Key points for selected healthcare occupations
- In 2014, there were approximately 103,000 persons employed in healthcare occupations, representing 5.4% of Ireland’s workforce (Figure 9.5.1)
- Almost 90% of those employed in the selected occupations were professionals (approximately 92,000 persons)
- There were 55,000 employed nurses and midwives, accounting for half of overall employment in healthcare occupations; this ranked the largest professional workforce nationally and the fourth largest nationally, after sales assistants, farmers, other administrative occupations
- Between 2009 and 2014, overall employment in the selected healthcare occupations expanded by 1.1%, strong average annual growth in employment was recorded for physiotherapists (8.9%, albeit from a low 2009 base level), occupational & therapy professionals (7.1%) and medical practitioners (4%); in contrast, very modest average annual rates of decline were recorded for pharmacists and nurses & midwives
- Over the five year period 2009 to 2014, there were a net 5,500 additional jobs created; the largest absolute employment increase was observed for medical practitioners (at 2,000); however, employment for this occupation contracted between 2013 and 2014
- Between 2013 and 2014, overall employment contracted by 0.8% or 1,000; this was in contrast to positive growth of 1.7% nationally (Figure 9.5.2)
- Four fifths of persons employed in healthcare occupations was aged 25-54; one fifth of employed medical practitioners and occupational & other therapy professionals was aged 55 or older (Figure 9.5.3).
- Over 90% of all employed healthcare professionals were third level graduates; the corresponding share was over 80% for healthcare associate professionals
- While most persons employed in healthcare occupations were female, just over half of employed medical practitioners were male
- One quarter of employed occupational & other therapy professionals were non-Irish nationals ─ above the national average share of 15%.
In recent years, the recruitment controls in relation to permanent employment contracts in the publicly funded healthcare sector resulted in frequent movements of doctors and nurses between employers. This was evident in the number of intra-occupational transitions, with 1,500 transitions identified for medical practitioners (some of this movement is due to standard hospital rotations during training) and 4,500 for nurses in 2014. The removal of the recruitment ban should result in less intra-occupational movement and importantly in expansion demand for healthcare roles.

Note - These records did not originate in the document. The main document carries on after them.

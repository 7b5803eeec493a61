/// Binary transfer transactions
///
/// Every supported version shares one fixed record:
///
/// ```text
/// 0      1         35          69       77      85          149   150
/// | ver  | sender  | recipient | amount | nonce | signature | rsv |
/// ```
///
/// Integers are big-endian. The signature covers bytes `0..85` and nothing else.
/// The reserved byte is always zero.
use crate::blockchain::{Address, Amount, Prefix, ADDRESS_BYTES_LEN, PUBLIC_KEY_LEN};
use crate::crypto::{verify_signature, KeyPair, SIGNATURE_LEN};
use crate::errors::{WalletError, WalletResult};
use base64::{engine::general_purpose::STANDARD as BASE64, Engine};
use serde::{Deserialize, Serialize};

const BASIC_UNSIGNED_LEN: usize = 1 + 2 * ADDRESS_BYTES_LEN + 8 + 8;
const RESERVED_LEN: usize = 1;

const SENDER_OFFSET: usize = 1;
const RECIPIENT_OFFSET: usize = SENDER_OFFSET + ADDRESS_BYTES_LEN;
const AMOUNT_OFFSET: usize = RECIPIENT_OFFSET + ADDRESS_BYTES_LEN;
const NONCE_OFFSET: usize = AMOUNT_OFFSET + 8;

/// Transaction layouts understood by this codec.
#[derive(Debug, Clone, Copy, Default, PartialEq, Eq, Hash, Serialize, Deserialize)]
#[serde(rename_all = "lowercase")]
pub enum TransactionVersion {
    /// Transfer on the legacy "legend" chain.
    Legend,
    /// Transfer on the current chain.
    #[default]
    Current,
}

impl TransactionVersion {
    /// Byte written at offset 0.
    pub const fn discriminator(self) -> u8 {
        match self {
            TransactionVersion::Legend => 1,
            TransactionVersion::Current => 8,
        }
    }

    pub fn from_discriminator(byte: u8) -> WalletResult<Self> {
        match byte {
            1 => Ok(TransactionVersion::Legend),
            8 => Ok(TransactionVersion::Current),
            other => Err(WalletError::UnsupportedVersion(other)),
        }
    }

    pub const fn unsigned_len(self) -> usize {
        match self {
            TransactionVersion::Legend | TransactionVersion::Current => BASIC_UNSIGNED_LEN,
        }
    }

    pub const fn signed_len(self) -> usize {
        self.unsigned_len() + SIGNATURE_LEN + RESERVED_LEN
    }
}

/// A transfer before signing.
#[derive(Debug, Clone, PartialEq, Eq)]
pub struct UnsignedTransaction {
    version: TransactionVersion,
    sender: Address,
    recipient: Address,
    amount: Amount,
    nonce: u64,
}

impl UnsignedTransaction {
    /// Zero-value transfers are rejected.
    pub fn new(
        version: TransactionVersion,
        sender: Address,
        recipient: Address,
        amount: Amount,
        nonce: u64,
    ) -> WalletResult<Self> {
        if amount.is_zero() {
            return Err(WalletError::InvalidAmount(
                "Amount must be positive".to_string(),
            ));
        }

        Ok(UnsignedTransaction {
            version,
            sender,
            recipient,
            amount,
            nonce,
        })
    }

    pub fn to_bytes(&self) -> Vec<u8> {
        match self.version {
            TransactionVersion::Legend | TransactionVersion::Current => self.encode_basic(),
        }
    }

    /// Parse an unsigned record. The length must match the declared version exactly.
    pub fn from_bytes(bytes: &[u8]) -> WalletResult<Self> {
        let first = bytes.first().ok_or_else(|| {
            WalletError::ValidationError("Transaction buffer is empty".to_string())
        })?;
        let version = TransactionVersion::from_discriminator(*first)?;

        if bytes.len() != version.unsigned_len() {
            return Err(WalletError::ValidationError(format!(
                "Invalid transaction length: expected {} bytes, got {}",
                version.unsigned_len(),
                bytes.len()
            )));
        }

        match version {
            TransactionVersion::Legend | TransactionVersion::Current => {
                Self::decode_basic(version, bytes)
            }
        }
    }

    fn encode_basic(&self) -> Vec<u8> {
        let mut encoded = Vec::with_capacity(BASIC_UNSIGNED_LEN);
        encoded.push(self.version.discriminator());
        encoded.extend_from_slice(&self.sender.to_bytes());
        encoded.extend_from_slice(&self.recipient.to_bytes());
        encoded.extend_from_slice(&self.amount.minor_units().to_be_bytes());
        encoded.extend_from_slice(&self.nonce.to_be_bytes());

        debug_assert_eq!(encoded.len(), BASIC_UNSIGNED_LEN);
        encoded
    }

    fn decode_basic(version: TransactionVersion, bytes: &[u8]) -> WalletResult<Self> {
        let sender = Address::from_bytes(&bytes[SENDER_OFFSET..RECIPIENT_OFFSET])?;
        let recipient = Address::from_bytes(&bytes[RECIPIENT_OFFSET..AMOUNT_OFFSET])?;

        let mut amount = [0u8; 8];
        amount.copy_from_slice(&bytes[AMOUNT_OFFSET..NONCE_OFFSET]);
        let mut nonce = [0u8; 8];
        nonce.copy_from_slice(&bytes[NONCE_OFFSET..BASIC_UNSIGNED_LEN]);

        let amount = Amount::from_minor_units(i128::from(u64::from_be_bytes(amount)))?;
        Self::new(version, sender, recipient, amount, u64::from_be_bytes(nonce))
    }

    pub fn sign(&self, keypair: &KeyPair) -> SignedTransaction {
        SignedTransaction::assemble(self.version, &self.to_bytes(), keypair)
    }

    pub fn version(&self) -> TransactionVersion {
        self.version
    }

    pub fn sender(&self) -> &Address {
        &self.sender
    }

    pub fn recipient(&self) -> &Address {
        &self.recipient
    }

    pub fn amount(&self) -> Amount {
        self.amount
    }

    pub fn nonce(&self) -> u64 {
        self.nonce
    }
}

/// A signed transfer frame, ready to hand to the node.
#[derive(Debug, Clone, PartialEq, Eq)]
pub struct SignedTransaction {
    version: TransactionVersion,
    bytes: Vec<u8>,
}

impl SignedTransaction {
    fn assemble(version: TransactionVersion, unsigned: &[u8], keypair: &KeyPair) -> Self {
        let signature = keypair.sign(unsigned);

        let mut bytes = Vec::with_capacity(version.signed_len());
        bytes.extend_from_slice(unsigned);
        bytes.extend_from_slice(&signature);
        bytes.resize(version.signed_len(), 0);

        SignedTransaction { version, bytes }
    }

    /// Wrap a received frame after structural checks; the signature is not checked.
    pub fn from_bytes(bytes: Vec<u8>) -> WalletResult<Self> {
        let version = check_frame(&bytes)?;
        Ok(SignedTransaction { version, bytes })
    }

    /// Like [`SignedTransaction::from_bytes`], copying only a well-formed frame.
    pub fn from_slice(bytes: &[u8]) -> WalletResult<Self> {
        let version = check_frame(bytes)?;
        Ok(SignedTransaction {
            version,
            bytes: bytes.to_vec(),
        })
    }

    pub fn version(&self) -> TransactionVersion {
        self.version
    }

    pub fn as_bytes(&self) -> &[u8] {
        &self.bytes
    }

    pub fn into_bytes(self) -> Vec<u8> {
        self.bytes
    }

    /// The bytes covered by the signature.
    pub fn unsigned_bytes(&self) -> &[u8] {
        &self.bytes[..self.version.unsigned_len()]
    }

    pub fn signature(&self) -> [u8; SIGNATURE_LEN] {
        let start = self.version.unsigned_len();
        let mut signature = [0u8; SIGNATURE_LEN];
        signature.copy_from_slice(&self.bytes[start..start + SIGNATURE_LEN]);
        signature
    }

    pub fn transaction(&self) -> WalletResult<UnsignedTransaction> {
        UnsignedTransaction::from_bytes(self.unsigned_bytes())
    }

    /// Transport encoding for the node's mempool endpoint.
    pub fn to_base64(&self) -> String {
        BASE64.encode(&self.bytes)
    }

    pub fn verify(&self, public_key: &[u8; PUBLIC_KEY_LEN]) -> bool {
        verify(&self.bytes, public_key)
    }
}

fn check_frame(bytes: &[u8]) -> WalletResult<TransactionVersion> {
    let version = match bytes.first() {
        Some(first) => TransactionVersion::from_discriminator(*first)?,
        None => {
            return Err(WalletError::ValidationError(
                "Transaction buffer is empty".to_string(),
            ))
        }
    };

    if bytes.len() != version.signed_len() {
        return Err(WalletError::ValidationError(format!(
            "Invalid signed transaction length: expected {} bytes, got {}",
            version.signed_len(),
            bytes.len()
        )));
    }

    if bytes[version.unsigned_len() + SIGNATURE_LEN..]
        .iter()
        .any(|&b| b != 0)
    {
        return Err(WalletError::ValidationError(
            "Reserved transaction byte must be zero".to_string(),
        ));
    }

    UnsignedTransaction::from_bytes(&bytes[..version.unsigned_len()])?;
    Ok(version)
}

fn current_nonce() -> u64 {
    u64::try_from(chrono::Utc::now().timestamp_millis()).unwrap_or_default()
}

/// Serialize a transfer between two binary addresses, nonce taken from the clock.
pub fn build_unsigned(
    sender: &Address,
    recipient: &Address,
    amount_minor_units: i128,
    version: TransactionVersion,
) -> WalletResult<Vec<u8>> {
    build_unsigned_with_nonce(
        sender,
        recipient,
        amount_minor_units,
        version,
        current_nonce(),
    )
}

/// Serialize a transfer with a caller-chosen nonce.
pub fn build_unsigned_with_nonce(
    sender: &Address,
    recipient: &Address,
    amount_minor_units: i128,
    version: TransactionVersion,
    nonce: u64,
) -> WalletResult<Vec<u8>> {
    let amount = Amount::from_minor_units(amount_minor_units)?;
    let transaction = UnsignedTransaction::new(version, *sender, *recipient, amount, nonce)?;
    Ok(transaction.to_bytes())
}

/// Sign a serialized unsigned record and append the signature.
pub fn sign(unsigned_bytes: &[u8], keypair: &KeyPair) -> WalletResult<SignedTransaction> {
    let transaction = UnsignedTransaction::from_bytes(unsigned_bytes)?;
    Ok(SignedTransaction::assemble(
        transaction.version,
        unsigned_bytes,
        keypair,
    ))
}

/// Check a signed frame against the sender's public key.
///
/// Never fails: malformed or foreign input simply does not verify.
pub fn verify(signed_bytes: &[u8], expected_public_key: &[u8; PUBLIC_KEY_LEN]) -> bool {
    let frame = match SignedTransaction::from_slice(signed_bytes) {
        Ok(frame) => frame,
        Err(e) => {
            log::debug!("Rejecting malformed transaction frame: {}", e);
            return false;
        }
    };

    match frame.transaction() {
        Ok(transaction) if transaction.sender.public_key() == expected_public_key => {}
        _ => return false,
    }

    verify_signature(expected_public_key, frame.unsigned_bytes(), &frame.signature())
        .unwrap_or(false)
}

/// Typed record of a signed frame. The signature is not checked.
pub fn parse(signed_bytes: &[u8]) -> WalletResult<UnsignedTransaction> {
    SignedTransaction::from_slice(signed_bytes)?.transaction()
}

/// Decode the recipient, build and sign a transfer from `keypair`.
///
/// All validation happens before anything is signed.
pub fn build_and_sign(
    keypair: &KeyPair,
    to_address: &str,
    amount_minor_units: i128,
    prefix: Prefix,
    version: TransactionVersion,
) -> WalletResult<SignedTransaction> {
    let recipient = Address::decode(to_address)?;
    let sender = keypair.address(prefix);
    let unsigned = build_unsigned(&sender, &recipient, amount_minor_units, version)?;

    log::debug!(
        "Signing {:?} transfer of {} minor units from {} to {}",
        version,
        amount_minor_units,
        sender,
        recipient
    );
    sign(&unsigned, keypair)
}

However, the increase in public expenditure is expected to be modest in light of requirements for further fiscal consolidation, resulting in lower than average expected growth in employment in publicly funded services, including healthcare. Any growth which does occur is expected to be only a fraction of the total recruitment requirement, which will mostly be driven by the replacement demand. Exits to inactivity are estimated at 2,000 for nurses and 1,500 for other healthcare professionals and associate professionals. As a result the total annual recruitment requirement for healthcare professionals and associate professionals is estimated at over 5,000, with the recruitment requirement for nurses accounting for half of it.
Ireland, together with most developed countries, suffers from a chronic shortage of doctors. The number of unemployed qualified healthcare workers overall is negligible, while reliance on importing healthcare skills has been an important part of HR practices: in 2014, over 1,000 employment permits were issued to non-EEA doctors and a further 150 to nurses.
Shortages continue to persist for the following occupations:
- Medical practitioners (especially locum and non-consultant hospital doctors, registrars and medical specialists (e.g. general and emergency medicine, anaesthetists, paediatricians, consultant radiologists)) nurses - advanced nursing practitioners (e.g. intensive care, operation theatre), registered nurses (e.g. general nurse, cardiovascular care, children’s care; intellectual disability care, mental health care) and clinical nurses
- Radiographers (clinical specialists; MRI and CT radiographers)
- Niche area specialists (radiation therapists, audiologists, orthoptists, prosthetists, orthotists)
- Health service managers.
The Department of Health increased the intake of medical students several years ago (the 2013/2014 graduate output at NFQ levels 8 and above was above 1,500, although some are non-EEA students) and is working on restructuring the progression paths through specialist medical training with a view of reducing the reliance on foreign doctors in non-consultant hospital grades and greater retention of Irish trained doctors.
The removal of the public sector recruitment ban should alleviate some of the above shortages.